### TASK REQUIREMENTS
Pick every line out of the entries below that has the string "InvalidScoreToken", and copy it.

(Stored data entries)
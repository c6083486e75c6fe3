//! CLI argument definitions for the polysynth command-line interface.
//!
//! All `#[derive(Parser)]` and `#[derive(Subcommand)]` types are defined here,
//! keeping `main.rs` focused on dispatch logic.

use std::path::PathBuf;

use clap::{Parser, Subcommand};

/// polysynth - Polyphonic additive synthesizer
#[derive(Parser, Debug)]
#[command(name = "polysynth")]
#[command(author, version, about, long_about = None)]
#[command(propagate_version = true)]
pub struct Cli {
    /// Enable debug logging (overridden by RUST_LOG)
    #[arg(short, long, global = true)]
    pub verbose: bool,

    #[command(subcommand)]
    pub command: Commands,
}

#[derive(Subcommand, Debug)]
pub enum Commands {
    /// Render a JSON score to a WAV file
    Render {
        /// Path to the score file (JSON)
        #[arg(short, long)]
        score: PathBuf,

        /// Output WAV path
        #[arg(short, long)]
        output: PathBuf,

        /// Override the score's random seed
        #[arg(long)]
        seed: Option<u32>,

        /// Render voices on one thread
        #[arg(long)]
        sequential: bool,
    },

    /// Parse a score and report its voices without rendering
    Check {
        /// Path to the score file (JSON)
        #[arg(short, long)]
        score: PathBuf,
    },

    /// Print semitone id and frequency of note names
    Notes {
        /// Notes such as a4, c#3 or eb5
        #[arg(required = true)]
        notes: Vec<String>,
    },
}
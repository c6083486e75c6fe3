//! Error types for the synthesis engine.

use thiserror::Error;

/// Result type for synthesis operations.
pub type SynthResult<T> = Result<T, SynthError>;

/// Errors that can occur while parsing scores or rendering audio.
#[derive(Debug, Error)]
pub enum SynthError {
    /// Malformed note string (unknown letter, missing or non-numeric octave).
    #[error("invalid note notation '{notation}': {reason}")]
    InvalidNoteNotation {
        /// The offending notation.
        notation: String,
        /// Why it was rejected.
        reason: String,
    },

    /// Melody token that is neither a rest nor a (repeated) note.
    #[error("invalid score token '{token}': {reason}")]
    InvalidScoreToken {
        /// The offending token.
        token: String,
        /// Why it was rejected.
        reason: String,
    },

    /// A song was built from zero playables.
    #[error("composition contains no playables")]
    EmptyComposition,

    /// An effect could not process its input buffer.
    #[error("effect '{effect}' failed: {message}")]
    EffectProcessing {
        /// Effect name.
        effect: &'static str,
        /// Error message.
        message: String,
    },

    /// Invalid parameter value.
    #[error("invalid parameter '{name}': {message}")]
    InvalidParameter {
        /// Parameter name.
        name: String,
        /// Error message.
        message: String,
    },

    /// A sample clip uses a layout the loader does not handle.
    #[error("unsupported sample clip: {message}")]
    UnsupportedSample {
        /// Error message.
        message: String,
    },

    /// WAV decoding error while loading a sample clip.
    #[error("WAV error: {0}")]
    Wav(#[from] hound::Error),

    /// I/O error.
    #[error("I/O error: {0}")]
    Io(#[from] std::io::Error),
}

impl SynthError {
    /// Creates an invalid parameter error.
    pub fn invalid_param(name: impl Into<String>, message: impl Into<String>) -> Self {
        Self::InvalidParameter {
            name: name.into(),
            message: message.into(),
        }
    }

    /// Creates an effect processing error.
    pub fn effect(effect: &'static str, message: impl Into<String>) -> Self {
        Self::EffectProcessing {
            effect,
            message: message.into(),
        }
    }

    pub(crate) fn notation(notation: &str, reason: impl Into<String>) -> Self {
        Self::InvalidNoteNotation {
            notation: notation.to_string(),
            reason: reason.into(),
        }
    }

    /// Stable machine-readable code for this error.
    pub fn code(&self) -> &'static str {
        match self {
            SynthError::InvalidNoteNotation { .. } => "SYNTH_001",
            SynthError::InvalidScoreToken { .. } => "SYNTH_002",
            SynthError::EmptyComposition => "SYNTH_003",
            SynthError::EffectProcessing { .. } => "SYNTH_004",
            SynthError::InvalidParameter { .. } => "SYNTH_005",
            SynthError::UnsupportedSample { .. } => "SYNTH_006",
            SynthError::Wav(_) => "SYNTH_007",
            SynthError::Io(_) => "SYNTH_008",
        }
    }
}
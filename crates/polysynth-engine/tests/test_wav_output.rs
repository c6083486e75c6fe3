//! Integration tests for WAV output.

use std::sync::Arc;

use polysynth_engine::playback::{MemorySink, PlaybackSink};
use polysynth_engine::wav::compute_pcm_hash;
use polysynth_engine::{Adsr, RenderConfig, ScoreLine, Song, Timbre, WavFileSink, WavResult};

fn render() -> polysynth_engine::SongRender {
    let timbre = Arc::new(Timbre::sine(Adsr::new(0.01, 0.05, 0.6, 0.1)));
    Song::from_lines(240.0, &[ScoreLine::new(timbre, "a4 - c5")])
        .unwrap()
        .render(&RenderConfig::default())
        .unwrap()
}

#[test]
fn test_wav_file_round_trip() {
    let render = render();
    let dir = tempfile::tempdir().unwrap();
    let path = dir.path().join("song.wav");

    let mut sink = WavFileSink::new(&path);
    sink.play(&render.samples, render.sample_rate, true).unwrap();

    let bytes = std::fs::read(&path).unwrap();
    let expected = WavResult::from_render(&render);
    assert_eq!(compute_pcm_hash(&bytes), Some(expected.pcm_hash));

    let mut reader = hound::WavReader::open(&path).unwrap();
    assert_eq!(reader.spec().channels, 1);
    assert_eq!(reader.spec().bits_per_sample, 16);
    assert_eq!(reader.spec().sample_rate, 44100);
    let decoded: Vec<i16> = reader.samples::<i16>().map(|s| s.unwrap()).collect();
    assert_eq!(decoded, render.samples);
}

#[test]
fn test_memory_sink_receives_render() {
    let render = render();
    let mut sink = MemorySink::default();
    sink.play(&render.samples, render.sample_rate, false).unwrap();
    assert_eq!(sink.played.len(), 1);
    assert_eq!(sink.played[0].0, render.samples);
}
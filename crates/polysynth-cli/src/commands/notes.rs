//! Notes command implementation
//!
//! Prints the semitone id and frequency of note names.

use std::process::ExitCode;

use anyhow::{Context, Result};
use polysynth_engine::Tone;

/// Formats one note as `name  id  frequency`.
pub fn describe(notation: &str) -> Result<String> {
    let tone = Tone::parse(notation).with_context(|| format!("cannot parse '{notation}'"))?;
    Ok(format!(
        "{:<6} {:>4} {:>10.4} Hz",
        tone.to_string(),
        tone.semitone_id(),
        tone.frequency()
    ))
}

/// Run the notes command
pub fn run(notes: &[String]) -> Result<ExitCode> {
    for notation in notes {
        println!("{}", describe(notation)?);
    }
    Ok(ExitCode::SUCCESS)
}
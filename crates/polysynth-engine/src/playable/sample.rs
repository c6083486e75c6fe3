//! PCM clips loaded from WAV files.

use std::path::Path;
use std::sync::Arc;

use rand_pcg::Pcg32;
use tracing::debug;

use super::RenderRaw;
use crate::config::RenderConfig;
use crate::effects::transpose::pitch_shift;
use crate::error::{SynthError, SynthResult};

/// Which part of a file to load.
#[derive(Debug, Clone, Copy, Default, PartialEq)]
pub struct SampleOptions {
    /// Seconds skipped at the start of the file.
    pub offset: f64,
    /// Seconds kept after the offset; the rest of the file when `None`.
    pub duration: Option<f64>,
}

/// Immutable mono clip at the render sample rate, values in `[-1, 1]`.
#[derive(Debug, Clone, PartialEq)]
pub struct Sample {
    data: Arc<Vec<f64>>,
    sample_rate: u32,
}

impl Sample {
    /// Wraps already-decoded mono data.
    pub fn from_samples(data: Vec<f64>, sample_rate: u32) -> Self {
        Self {
            data: Arc::new(data),
            sample_rate,
        }
    }

    /// Loads a WAV clip, mixing channels down to mono.
    ///
    /// The file must already be at the configured sample rate.
    pub fn load(
        path: impl AsRef<Path>,
        options: &SampleOptions,
        config: &RenderConfig,
    ) -> SynthResult<Self> {
        let path = path.as_ref();
        let mut reader = hound::WavReader::open(path)?;
        let spec = reader.spec();

        if spec.sample_rate != config.sample_rate {
            return Err(SynthError::UnsupportedSample {
                message: format!(
                    "'{}' is {} Hz, expected {} Hz",
                    path.display(),
                    spec.sample_rate,
                    config.sample_rate
                ),
            });
        }

        let interleaved: Vec<f64> = match spec.sample_format {
            hound::SampleFormat::Int => {
                if spec.bits_per_sample == 0 || spec.bits_per_sample > 32 {
                    return Err(SynthError::UnsupportedSample {
                        message: format!(
                            "'{}' has unsupported bit depth {}",
                            path.display(),
                            spec.bits_per_sample
                        ),
                    });
                }
                let scale = (1u64 << (spec.bits_per_sample - 1)) as f64;
                reader
                    .samples::<i32>()
                    .map(|s| s.map(|v| v as f64 / scale))
                    .collect::<Result<_, _>>()?
            }
            hound::SampleFormat::Float => reader
                .samples::<f32>()
                .map(|s| s.map(f64::from))
                .collect::<Result<_, _>>()?,
        };

        let channels = spec.channels.max(1) as usize;
        let mono: Vec<f64> = interleaved
            .chunks(channels)
            .map(|frame| frame.iter().sum::<f64>() / frame.len() as f64)
            .collect();

        let first = config.samples_for(options.offset).min(mono.len());
        let last = match options.duration {
            Some(duration) => (first + config.samples_for(duration)).min(mono.len()),
            None => mono.len(),
        };

        debug!(
            path = %path.display(),
            channels,
            samples = last - first,
            "loaded sample"
        );
        Ok(Self::from_samples(mono[first..last].to_vec(), config.sample_rate))
    }

    /// Decoded mono data.
    pub fn data(&self) -> &[f64] {
        &self.data
    }

    /// Sample rate of the data.
    pub fn sample_rate(&self) -> u32 {
        self.sample_rate
    }

    /// Duration of the data in seconds.
    pub fn duration(&self) -> f64 {
        self.data.len() as f64 / self.sample_rate as f64
    }

    /// Pitch-shifts the clip in place, keeping its duration.
    pub fn transpose(&mut self, interval: f64) -> SynthResult<()> {
        if interval != 0.0 {
            self.data = Arc::new(pitch_shift(&self.data, interval)?);
        }
        Ok(())
    }

    /// Pitch-shifted copy of the clip.
    pub fn transposed(&self, interval: f64) -> SynthResult<Self> {
        let mut shifted = self.clone();
        shifted.transpose(interval)?;
        Ok(shifted)
    }
}

impl RenderRaw for Sample {
    fn render_raw(&self, time: &[f64], _config: &RenderConfig, _rng: &mut Pcg32) -> Vec<f64> {
        let mut out = vec![0.0; time.len()];
        let n = out.len().min(self.data.len());
        out[..n].copy_from_slice(&self.data[..n]);
        out
    }
}
//! Deterministic mono WAV writer.
//!
//! Writes 16-bit PCM WAV files with no timestamps or variable metadata, so
//! equal renders produce equal files. The BLAKE3 hash of the PCM payload is
//! kept alongside for regression comparison.

mod format;
mod pcm;
mod result;
mod writer;


// Re-export public API
pub use format::WavFormat;
pub use pcm::{compute_pcm_hash, extract_pcm_data};
pub use result::WavResult;
pub use writer::{encode_wav, samples_to_pcm16};
//! Check command implementation
//!
//! Builds the song from a score without rendering it.

use std::path::Path;
use std::process::ExitCode;

use anyhow::Result;
use colored::Colorize;

use crate::score_file::ScoreFile;

/// Run the check command
pub fn run(score_path: &Path) -> Result<ExitCode> {
    let score = ScoreFile::load(score_path)?;
    let base_dir = score_path.parent().unwrap_or(Path::new("."));
    let song = score.build_song(base_dir)?;

    println!("{} {}", "Score:".cyan().bold(), score_path.display());
    println!("  bpm      {}", score.bpm);
    println!("  voices   {}", song.playables().len());
    println!("  length   {:.3}s", song.length());
    println!(
        "  samples  {}",
        score.config.samples_for(song.length())
    );
    for playable in song.playables() {
        println!(
            "  {:>8.3}s  {:<10} {:.3}s",
            playable.start,
            playable.source.kind(),
            playable.length
        );
    }
    println!("{}", "OK".green().bold());
    Ok(ExitCode::SUCCESS)
}
//! Deterministic RNG using PCG32 with BLAKE3 seed derivation.
//!
//! Every random draw in the engine (noise voices, noise injection, scratch
//! dropouts) goes through a generator created here. Each voice of a song gets
//! its own stream derived from the song seed and the voice index, so the
//! rendered output does not depend on the order voices are rendered in.

use rand::{Rng, SeedableRng};
use rand_pcg::Pcg32;

/// Creates a PCG32 RNG from a 32-bit seed.
///
/// The 32-bit seed is expanded to 64 bits by duplicating the value in both
/// halves, as required by PCG32's state initialization.
pub fn create_rng(seed: u32) -> Pcg32 {
    let seed64 = (seed as u64) | ((seed as u64) << 32);
    Pcg32::seed_from_u64(seed64)
}

/// Derives a seed for one voice of a song from the song seed.
///
/// BLAKE3 over `song_seed || voice_index` (little-endian), truncated to u32.
pub fn derive_voice_seed(song_seed: u32, voice_index: u32) -> u32 {
    let mut input = [0u8; 8];
    input[..4].copy_from_slice(&song_seed.to_le_bytes());
    input[4..].copy_from_slice(&voice_index.to_le_bytes());

    let hash = blake3::hash(&input);
    let mut bytes = [0u8; 4];
    bytes.copy_from_slice(&hash.as_bytes()[0..4]);
    u32::from_le_bytes(bytes)
}

/// Creates the RNG for a specific voice.
pub fn create_voice_rng(song_seed: u32, voice_index: u32) -> Pcg32 {
    create_rng(derive_voice_seed(song_seed, voice_index))
}

/// Fills a buffer with uniform noise in `[0, 1)`.
pub fn uniform_noise(rng: &mut Pcg32, len: usize) -> Vec<f64> {
    (0..len).map(|_| rng.gen::<f64>()).collect()
}
//! Linear transition between two time/value pairs.

use serde::{Deserialize, Serialize};

/// Holds `start_value` until `start_time`, ramps linearly to `end_value` at
/// `end_time`, then holds `end_value`.
#[derive(Debug, Clone, PartialEq, Serialize, Deserialize)]
pub struct LinearTransition {
    pub start_time: f64,
    pub start_value: f64,
    pub end_time: f64,
    pub end_value: f64,
}

impl LinearTransition {
    pub fn new(start_time: f64, start_value: f64, end_time: f64, end_value: f64) -> Self {
        Self {
            start_time,
            start_value,
            end_time,
            end_value,
        }
    }

    /// Interpolated value at `t`.
    ///
    /// When `end_time <= start_time` the transition is a step at `start_time`.
    pub fn value_at(&self, t: f64) -> f64 {
        if t <= self.start_time {
            if self.end_time <= self.start_time && t == self.start_time {
                return self.end_value;
            }
            return self.start_value;
        }
        if t >= self.end_time {
            return self.end_value;
        }
        let progress = (t - self.start_time) / (self.end_time - self.start_time);
        self.start_value + (self.end_value - self.start_value) * progress
    }
}
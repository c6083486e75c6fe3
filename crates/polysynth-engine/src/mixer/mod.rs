//! Song mixing.
//!
//! Voices are rendered independently, summed at their start offsets into a
//! wide integer buffer, clipped to the max amplitude and scaled by the song
//! volume.

mod processing;
mod song;
mod types;

#[cfg(test)]
mod tests_processing;
#[cfg(test)]
mod tests_song;

// Re-export public API
pub use processing::{add_at, clip, normalize_to, peak, quantize_buffer};
pub use song::Song;
pub use types::SongRender;
//! CLI command implementations

pub mod check;
pub mod notes;
pub mod render;
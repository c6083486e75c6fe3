//! polysynth CLI - renders JSON scores to WAV files.

use std::process::ExitCode;

use clap::Parser;
use colored::Colorize;

use polysynth_cli::{commands, logging};

mod cli_args;

use cli_args::{Cli, Commands};

fn main() -> ExitCode {
    let cli = Cli::parse();
    logging::init(cli.verbose);

    let result = match cli.command {
        Commands::Render {
            score,
            output,
            seed,
            sequential,
        } => commands::render::run(&score, &output, seed, sequential),
        Commands::Check { score } => commands::check::run(&score),
        Commands::Notes { notes } => commands::notes::run(&notes),
    };

    match result {
        Ok(code) => code,
        Err(e) => {
            eprintln!("{}: {:#}", "error".red(), e);
            ExitCode::from(1)
        }
    }
}
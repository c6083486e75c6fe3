//! WAV format parameters.

/// Mono 16-bit PCM format at a given sample rate.
#[derive(Debug, Clone, Copy, PartialEq, Eq)]
pub struct WavFormat {
    /// Number of channels (always 1).
    pub channels: u16,
    /// Sample rate in Hz.
    pub sample_rate: u32,
    /// Bits per sample (always 16).
    pub bits_per_sample: u16,
}

impl WavFormat {
    /// Creates a mono 16-bit format.
    pub fn mono(sample_rate: u32) -> Self {
        Self {
            channels: 1,
            sample_rate,
            bits_per_sample: 16,
        }
    }

    /// Bytes per sample frame.
    pub(crate) fn block_align(&self) -> u16 {
        self.channels * (self.bits_per_sample / 8)
    }

    /// Bytes per second.
    pub(crate) fn byte_rate(&self) -> u32 {
        self.sample_rate * self.block_align() as u32
    }
}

### ANSWER BELOW
    InvalidScoreToken {
            SynthError::InvalidScoreToken { .. } => "SYNTH_002",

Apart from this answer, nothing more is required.